[英]replace strings in every column with numbers
This question is an extension of this question .这个问题是这个问题的延伸。 Consider the pandas DataFrame visualized in the table below.考虑下表中可视化的 pandas DataFrame。

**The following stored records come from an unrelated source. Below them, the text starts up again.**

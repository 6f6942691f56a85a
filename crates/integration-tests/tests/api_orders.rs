//! Order surface: creation, listings, status lifecycle, policy knobs.

#![allow(clippy::unwrap_used)]

use serde_json::json;
use voltline_client::ClientError;
use voltline_client::api::{OrderLine, OrderSubmission};
use voltline_core::{OrderStatus, ProductId};
use voltline_integration_tests::{TestContext, product_form};

fn submission() -> OrderSubmission {
    OrderSubmission {
        products: vec![OrderLine {
            product_id: ProductId::new(1),
            quantity: 2,
        }],
        total_price: rust_decimal::Decimal::new(1998, 0),
        address: "1 Main St, Springfield".to_owned(),
        email: "buyer@voltline.test".to_owned(),
        phone: "+1 (555) 123-4567".to_owned(),
    }
}

#[tokio::test]
async fn guest_order_starts_pending_and_unowned() {
    let ctx = TestContext::new().await;

    let order = ctx.api.submit_order(None, &submission()).await.unwrap();
    assert_eq!(order.status, OrderStatus::Pending);
    assert!(order.user_id.is_none());
    assert_eq!(order.products.len(), 1);
}

#[tokio::test]
async fn authenticated_order_is_stamped_with_owner() {
    let ctx = TestContext::new().await;
    let account = ctx
        .api
        .register("Buyer", "buyer@voltline.test", "hunter22")
        .await
        .unwrap();

    let order = ctx
        .api
        .submit_order(Some(&account.token), &submission())
        .await
        .unwrap();
    assert_eq!(order.user_id, Some(account.user.id));
}

#[tokio::test]
async fn empty_products_rejected_and_nothing_persisted() {
    let ctx = TestContext::new().await;

    let response = ctx
        .http
        .post(ctx.url("/orders"))
        .json(&json!({
            "products": [],
            "totalPrice": 0,
            "address": "1 Main St",
            "email": "buyer@voltline.test",
            "phone": "5551234567",
        }))
        .send()
        .await
        .unwrap();
    assert_eq!(response.status(), 400);

    let token = ctx.admin_token().await;
    assert!(ctx.api.all_orders(&token).await.unwrap().is_empty());
}

#[tokio::test]
async fn non_numeric_total_price_rejected_with_field_detail() {
    let ctx = TestContext::new().await;

    let response = ctx
        .http
        .post(ctx.url("/orders"))
        .json(&json!({
            "products": [{"productId": 1, "quantity": 1}],
            "totalPrice": "not a number",
            "address": "1 Main St",
            "email": "buyer@voltline.test",
            "phone": "5551234567",
        }))
        .send()
        .await
        .unwrap();
    assert_eq!(response.status(), 400);

    let body: serde_json::Value = response.json().await.unwrap();
    assert_eq!(body["errors"][0]["field"], "totalPrice");
}

#[tokio::test]
async fn malformed_bearer_token_is_rejected_not_treated_as_guest() {
    let ctx = TestContext::new().await;

    let err = ctx
        .api
        .submit_order(Some("garbage-token"), &submission())
        .await
        .unwrap_err();
    let ClientError::Api { status, .. } = err else {
        panic!("expected api error");
    };
    assert_eq!(status, 401);
}

#[tokio::test]
async fn listings_split_own_and_all() {
    let ctx = TestContext::new().await;
    let account = ctx
        .api
        .register("Buyer", "buyer@voltline.test", "hunter22")
        .await
        .unwrap();

    ctx.api
        .submit_order(Some(&account.token), &submission())
        .await
        .unwrap();
    ctx.api.submit_order(None, &submission()).await.unwrap();

    let mine = ctx.api.my_orders(&account.token).await.unwrap();
    assert_eq!(mine.len(), 1);

    let admin_token = ctx.admin_token().await;
    let all = ctx.api.all_orders(&admin_token).await.unwrap();
    assert_eq!(all.len(), 2);

    // the shopper's token does not open the admin listing
    let err = ctx.api.all_orders(&account.token).await.unwrap_err();
    let ClientError::Api { status, .. } = err else {
        panic!("expected api error");
    };
    assert_eq!(status, 403);

    // and no token at all is unauthorized
    let response = ctx.http.get(ctx.url("/orders")).send().await.unwrap();
    assert_eq!(response.status(), 401);
}

#[tokio::test]
async fn status_update_is_visible_to_the_owner() {
    let ctx = TestContext::new().await;
    let account = ctx
        .api
        .register("Buyer", "buyer@voltline.test", "hunter22")
        .await
        .unwrap();
    let order = ctx
        .api
        .submit_order(Some(&account.token), &submission())
        .await
        .unwrap();
    assert_eq!(order.status, OrderStatus::Pending);

    let admin_token = ctx.admin_token().await;
    let updated = ctx
        .api
        .update_order_status(&admin_token, order.id, "shipped")
        .await
        .unwrap();
    assert_eq!(updated.status, OrderStatus::Shipped);

    let mine = ctx.api.my_orders(&account.token).await.unwrap();
    assert_eq!(mine.first().unwrap().status, OrderStatus::Shipped);
}

#[tokio::test]
async fn unknown_status_and_unknown_order() {
    let ctx = TestContext::new().await;
    let admin_token = ctx.admin_token().await;
    let order = ctx.api.submit_order(None, &submission()).await.unwrap();

    let err = ctx
        .api
        .update_order_status(&admin_token, order.id, "cancelled")
        .await
        .unwrap_err();
    let ClientError::Api { status, .. } = err else {
        panic!("expected api error");
    };
    assert_eq!(status, 400);

    let err = ctx
        .api
        .update_order_status(&admin_token, voltline_core::OrderId::new(9999), "shipped")
        .await
        .unwrap_err();
    let ClientError::Api { status, .. } = err else {
        panic!("expected api error");
    };
    assert_eq!(status, 404);
}

#[tokio::test]
async fn status_can_regress_by_default() {
    let ctx = TestContext::new().await;
    let admin_token = ctx.admin_token().await;
    let order = ctx.api.submit_order(None, &submission()).await.unwrap();

    ctx.api
        .update_order_status(&admin_token, order.id, "delivered")
        .await
        .unwrap();
    let back = ctx
        .api
        .update_order_status(&admin_token, order.id, "pending")
        .await
        .unwrap();
    assert_eq!(back.status, OrderStatus::Pending);
}

#[tokio::test]
async fn forward_only_policy_blocks_regression() {
    let policy = voltline_api::config::OrderPolicy {
        enforce_status_flow: true,
        ..Default::default()
    };
    let ctx = TestContext::with_policy(policy).await;
    let admin_token = ctx.admin_token().await;
    let order = ctx.api.submit_order(None, &submission()).await.unwrap();

    ctx.api
        .update_order_status(&admin_token, order.id, "delivered")
        .await
        .unwrap();
    let err = ctx
        .api
        .update_order_status(&admin_token, order.id, "pending")
        .await
        .unwrap_err();
    let ClientError::Api { status, .. } = err else {
        panic!("expected api error");
    };
    assert_eq!(status, 400);
}

#[tokio::test]
async fn stock_decrement_policy_reserves_and_rejects() {
    let policy = voltline_api::config::OrderPolicy {
        decrement_stock: true,
        ..Default::default()
    };
    let ctx = TestContext::with_policy(policy).await;
    let admin_token = ctx.admin_token().await;

    // stock of 5 from the standard form
    let product = ctx
        .api
        .create_product(&admin_token, product_form("Limited Run"))
        .await
        .unwrap();

    let order = OrderSubmission {
        products: vec![OrderLine {
            product_id: product.id,
            quantity: 3,
        }],
        ..submission()
    };
    ctx.api.submit_order(None, &order).await.unwrap();

    let remaining = ctx.api.product_by_slug("limited-run").await.unwrap().stock;
    assert_eq!(remaining, 2);

    let err = ctx.api.submit_order(None, &order).await.unwrap_err();
    let ClientError::Api { status, .. } = err else {
        panic!("expected api error");
    };
    assert_eq!(status, 400);
}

respondent受访者 | brand牌 | engine引擎 | country国家 | aware知道的 | aware_2意识到_2 | aware_3意识到_3 | age年龄 | tesst测试 | set放 | |
---|---|---|---|---|---|---|---|---|---|---|
0 0 | a一个 | volvo沃尔沃 | p p | swe瑞典 | 1 1 | 0 0 | 1 1 | 23 23 | set放 | set放 |
1 1 | b b | volvo沃尔沃 | None没有任何 | swe瑞典 | 0 0 | 0 0 | 1 1 | 45 45 | set放 | set放 |
2 2 | c c | bmw宝马 | p p | us我们 | 0 0 | 0 0 | 1 1 | 56 56 | test测试 | test测试 |
3 3 | d d | bmw宝马 | p p | us我们 | 0 0 | 1 1 | 1 1 | 43 43 | test测试 | test测试 |
4 4 | e e | bmw宝马 | d d | germany德国 | 1 1 | 0 0 | 1 1 | 34 34 | set放 | set放 |
5 5 | f F | audi奥迪 | d d | germany德国 | 1 1 | 0 0 | 1 1 | 59 59 | set放 | set放 |
6 6 | g G | volvo沃尔沃 | d d | swe瑞典 | 1 1 | 0 0 | 0 0 | 65 65 | test测试 | set放 |
7 7 | h H | audi奥迪 | d d | swe瑞典 | 1 1 | 0 0 | 0 0 | 78 78 | test测试 | set放 |
8 8 | i一世 | volvo沃尔沃 | d d | us我们 | 1 1 | 1 1 | 1 1 | 32 32 | set放 | set放 |
To convert a column with String entries, one should do a map and then pandas.replace()
.要转换包含字符串条目的列,应该先执行 map ,然后pandas.replace()
。
For example:例如:
mapping = {'set': 1, 'test': 2}
df.replace({'set': mapping, 'tesst': mapping})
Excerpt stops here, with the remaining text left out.